Start of Block
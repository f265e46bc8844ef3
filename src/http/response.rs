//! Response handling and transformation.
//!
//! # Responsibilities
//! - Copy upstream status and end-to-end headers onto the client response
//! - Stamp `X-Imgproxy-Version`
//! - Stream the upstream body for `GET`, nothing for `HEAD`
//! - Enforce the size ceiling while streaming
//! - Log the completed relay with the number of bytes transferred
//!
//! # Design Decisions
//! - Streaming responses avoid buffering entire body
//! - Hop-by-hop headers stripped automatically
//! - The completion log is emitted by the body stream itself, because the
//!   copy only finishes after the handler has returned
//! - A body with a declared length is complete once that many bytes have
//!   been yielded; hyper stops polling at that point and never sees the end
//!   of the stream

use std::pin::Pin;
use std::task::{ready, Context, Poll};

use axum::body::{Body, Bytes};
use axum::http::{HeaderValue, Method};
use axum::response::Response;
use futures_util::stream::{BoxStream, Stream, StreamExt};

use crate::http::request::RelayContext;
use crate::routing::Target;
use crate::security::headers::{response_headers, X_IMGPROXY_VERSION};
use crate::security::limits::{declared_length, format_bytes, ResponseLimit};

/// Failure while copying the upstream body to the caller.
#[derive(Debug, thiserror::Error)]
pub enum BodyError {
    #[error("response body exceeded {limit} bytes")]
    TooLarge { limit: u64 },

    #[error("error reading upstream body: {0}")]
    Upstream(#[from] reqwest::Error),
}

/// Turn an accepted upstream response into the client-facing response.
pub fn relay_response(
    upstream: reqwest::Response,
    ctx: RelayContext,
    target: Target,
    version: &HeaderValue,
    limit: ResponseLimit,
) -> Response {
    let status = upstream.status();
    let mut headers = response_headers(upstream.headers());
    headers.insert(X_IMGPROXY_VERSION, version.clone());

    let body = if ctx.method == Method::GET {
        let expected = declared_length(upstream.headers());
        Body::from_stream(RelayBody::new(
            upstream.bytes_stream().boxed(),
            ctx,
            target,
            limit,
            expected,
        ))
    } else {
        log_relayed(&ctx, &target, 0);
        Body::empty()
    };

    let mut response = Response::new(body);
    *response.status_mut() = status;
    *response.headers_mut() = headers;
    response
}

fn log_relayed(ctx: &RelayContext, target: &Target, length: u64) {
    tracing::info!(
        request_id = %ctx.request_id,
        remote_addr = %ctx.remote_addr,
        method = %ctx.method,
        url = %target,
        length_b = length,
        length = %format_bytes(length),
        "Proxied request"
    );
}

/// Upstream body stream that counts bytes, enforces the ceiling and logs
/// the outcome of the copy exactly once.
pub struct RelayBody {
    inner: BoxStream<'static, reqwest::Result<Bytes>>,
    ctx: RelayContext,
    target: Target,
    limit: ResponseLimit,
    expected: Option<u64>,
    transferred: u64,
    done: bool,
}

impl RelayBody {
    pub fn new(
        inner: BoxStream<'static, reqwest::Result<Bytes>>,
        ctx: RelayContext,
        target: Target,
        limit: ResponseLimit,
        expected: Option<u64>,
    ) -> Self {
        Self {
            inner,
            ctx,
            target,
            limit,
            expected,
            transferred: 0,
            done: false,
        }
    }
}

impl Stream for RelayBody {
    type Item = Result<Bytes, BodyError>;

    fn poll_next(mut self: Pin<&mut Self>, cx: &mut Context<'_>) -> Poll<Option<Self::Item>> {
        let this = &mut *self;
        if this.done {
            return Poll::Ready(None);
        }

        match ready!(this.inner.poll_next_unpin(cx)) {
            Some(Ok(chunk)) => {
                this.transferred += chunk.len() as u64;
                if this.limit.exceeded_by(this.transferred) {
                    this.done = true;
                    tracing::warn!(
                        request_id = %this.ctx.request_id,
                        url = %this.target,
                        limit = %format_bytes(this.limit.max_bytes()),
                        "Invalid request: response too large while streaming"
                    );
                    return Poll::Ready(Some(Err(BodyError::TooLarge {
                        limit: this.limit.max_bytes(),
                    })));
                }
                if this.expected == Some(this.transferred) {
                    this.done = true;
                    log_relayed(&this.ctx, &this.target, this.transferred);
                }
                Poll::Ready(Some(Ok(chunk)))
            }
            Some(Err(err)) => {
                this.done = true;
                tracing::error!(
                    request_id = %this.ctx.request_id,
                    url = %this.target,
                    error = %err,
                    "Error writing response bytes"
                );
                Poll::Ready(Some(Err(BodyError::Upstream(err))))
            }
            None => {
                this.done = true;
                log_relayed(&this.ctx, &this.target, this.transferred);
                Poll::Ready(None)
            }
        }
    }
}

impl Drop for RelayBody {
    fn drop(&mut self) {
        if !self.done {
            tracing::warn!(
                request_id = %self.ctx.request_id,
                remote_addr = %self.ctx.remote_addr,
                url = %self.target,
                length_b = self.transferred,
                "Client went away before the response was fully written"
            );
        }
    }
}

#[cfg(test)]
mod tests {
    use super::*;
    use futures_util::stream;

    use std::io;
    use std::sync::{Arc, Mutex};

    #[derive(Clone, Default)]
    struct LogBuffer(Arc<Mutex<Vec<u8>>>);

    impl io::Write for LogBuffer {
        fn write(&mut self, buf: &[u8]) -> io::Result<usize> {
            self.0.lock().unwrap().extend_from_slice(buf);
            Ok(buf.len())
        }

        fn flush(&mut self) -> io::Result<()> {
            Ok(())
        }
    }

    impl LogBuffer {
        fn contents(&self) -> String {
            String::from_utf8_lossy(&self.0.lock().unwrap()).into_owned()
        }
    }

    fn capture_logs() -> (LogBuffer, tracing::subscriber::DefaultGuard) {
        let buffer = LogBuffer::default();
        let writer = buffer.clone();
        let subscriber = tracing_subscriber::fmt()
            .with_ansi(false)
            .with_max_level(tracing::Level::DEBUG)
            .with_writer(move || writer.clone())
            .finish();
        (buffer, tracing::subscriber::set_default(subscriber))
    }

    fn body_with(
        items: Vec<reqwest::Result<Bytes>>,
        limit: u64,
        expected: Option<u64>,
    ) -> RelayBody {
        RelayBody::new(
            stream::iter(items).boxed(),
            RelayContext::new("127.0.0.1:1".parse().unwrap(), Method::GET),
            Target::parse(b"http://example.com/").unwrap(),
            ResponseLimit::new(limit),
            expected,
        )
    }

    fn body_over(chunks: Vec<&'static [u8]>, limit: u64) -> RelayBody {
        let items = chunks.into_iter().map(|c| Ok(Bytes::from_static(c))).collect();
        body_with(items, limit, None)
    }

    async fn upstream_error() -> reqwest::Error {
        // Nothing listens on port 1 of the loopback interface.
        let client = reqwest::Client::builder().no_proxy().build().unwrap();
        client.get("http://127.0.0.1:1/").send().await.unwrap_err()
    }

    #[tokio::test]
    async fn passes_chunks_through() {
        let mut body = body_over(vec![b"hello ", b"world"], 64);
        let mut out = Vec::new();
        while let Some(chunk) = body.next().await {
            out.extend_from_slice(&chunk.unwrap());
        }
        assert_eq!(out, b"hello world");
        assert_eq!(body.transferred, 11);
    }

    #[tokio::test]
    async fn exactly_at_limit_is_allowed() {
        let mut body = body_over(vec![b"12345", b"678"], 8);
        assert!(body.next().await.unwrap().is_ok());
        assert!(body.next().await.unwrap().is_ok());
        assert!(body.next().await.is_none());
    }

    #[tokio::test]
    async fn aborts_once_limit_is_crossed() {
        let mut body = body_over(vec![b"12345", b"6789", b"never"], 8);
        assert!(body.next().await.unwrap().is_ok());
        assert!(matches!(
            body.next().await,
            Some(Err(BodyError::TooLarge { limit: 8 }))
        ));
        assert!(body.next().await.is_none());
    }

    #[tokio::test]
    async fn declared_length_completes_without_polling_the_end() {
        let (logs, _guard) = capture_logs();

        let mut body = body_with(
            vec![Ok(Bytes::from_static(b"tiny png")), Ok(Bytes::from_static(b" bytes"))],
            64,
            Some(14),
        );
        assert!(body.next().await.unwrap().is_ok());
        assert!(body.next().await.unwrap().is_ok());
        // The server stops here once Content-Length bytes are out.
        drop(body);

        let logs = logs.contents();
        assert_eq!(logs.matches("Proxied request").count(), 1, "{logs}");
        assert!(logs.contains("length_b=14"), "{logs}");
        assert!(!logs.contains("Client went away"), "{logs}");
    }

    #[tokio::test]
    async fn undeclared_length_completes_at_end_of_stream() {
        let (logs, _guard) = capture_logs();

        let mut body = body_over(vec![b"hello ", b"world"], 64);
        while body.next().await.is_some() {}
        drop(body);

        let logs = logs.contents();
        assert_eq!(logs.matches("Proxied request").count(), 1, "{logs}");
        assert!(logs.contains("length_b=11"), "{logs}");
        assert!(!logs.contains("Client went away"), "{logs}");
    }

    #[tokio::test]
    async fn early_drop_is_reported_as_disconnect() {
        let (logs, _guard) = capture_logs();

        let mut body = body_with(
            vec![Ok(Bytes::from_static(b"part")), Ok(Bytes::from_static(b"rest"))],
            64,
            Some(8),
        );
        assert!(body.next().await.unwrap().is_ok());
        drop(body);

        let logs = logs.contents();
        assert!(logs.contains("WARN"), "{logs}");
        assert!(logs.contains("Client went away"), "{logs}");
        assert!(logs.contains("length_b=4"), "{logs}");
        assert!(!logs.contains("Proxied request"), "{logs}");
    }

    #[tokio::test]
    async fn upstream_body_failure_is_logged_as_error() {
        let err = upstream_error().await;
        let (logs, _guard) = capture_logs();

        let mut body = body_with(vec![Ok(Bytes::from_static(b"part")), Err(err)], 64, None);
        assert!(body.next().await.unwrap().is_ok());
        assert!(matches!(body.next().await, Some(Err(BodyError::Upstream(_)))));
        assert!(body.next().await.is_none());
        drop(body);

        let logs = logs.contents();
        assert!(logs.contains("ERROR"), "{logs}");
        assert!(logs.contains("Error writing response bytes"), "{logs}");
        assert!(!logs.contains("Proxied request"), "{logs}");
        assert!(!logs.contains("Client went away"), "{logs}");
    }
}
End of Block
What you should do: Extract exactly and only the lines above from the line containing "self.0.lock().unwrap().extend_from_slice(buf);" through the line containing "let subscriber = tracing_subscriber::fmt()", both end lines included.

Finished exercise:
            self.0.lock().unwrap().extend_from_slice(buf);
            Ok(buf.len())
        }

        fn flush(&mut self) -> io::Result<()> {
            Ok(())
        }
    }

    impl LogBuffer {
        fn contents(&self) -> String {
            String::from_utf8_lossy(&self.0.lock().unwrap()).into_owned()
        }
    }

    fn capture_logs() -> (LogBuffer, tracing::subscriber::DefaultGuard) {
        let buffer = LogBuffer::default();
        let writer = buffer.clone();
        let subscriber = tracing_subscriber::fmt()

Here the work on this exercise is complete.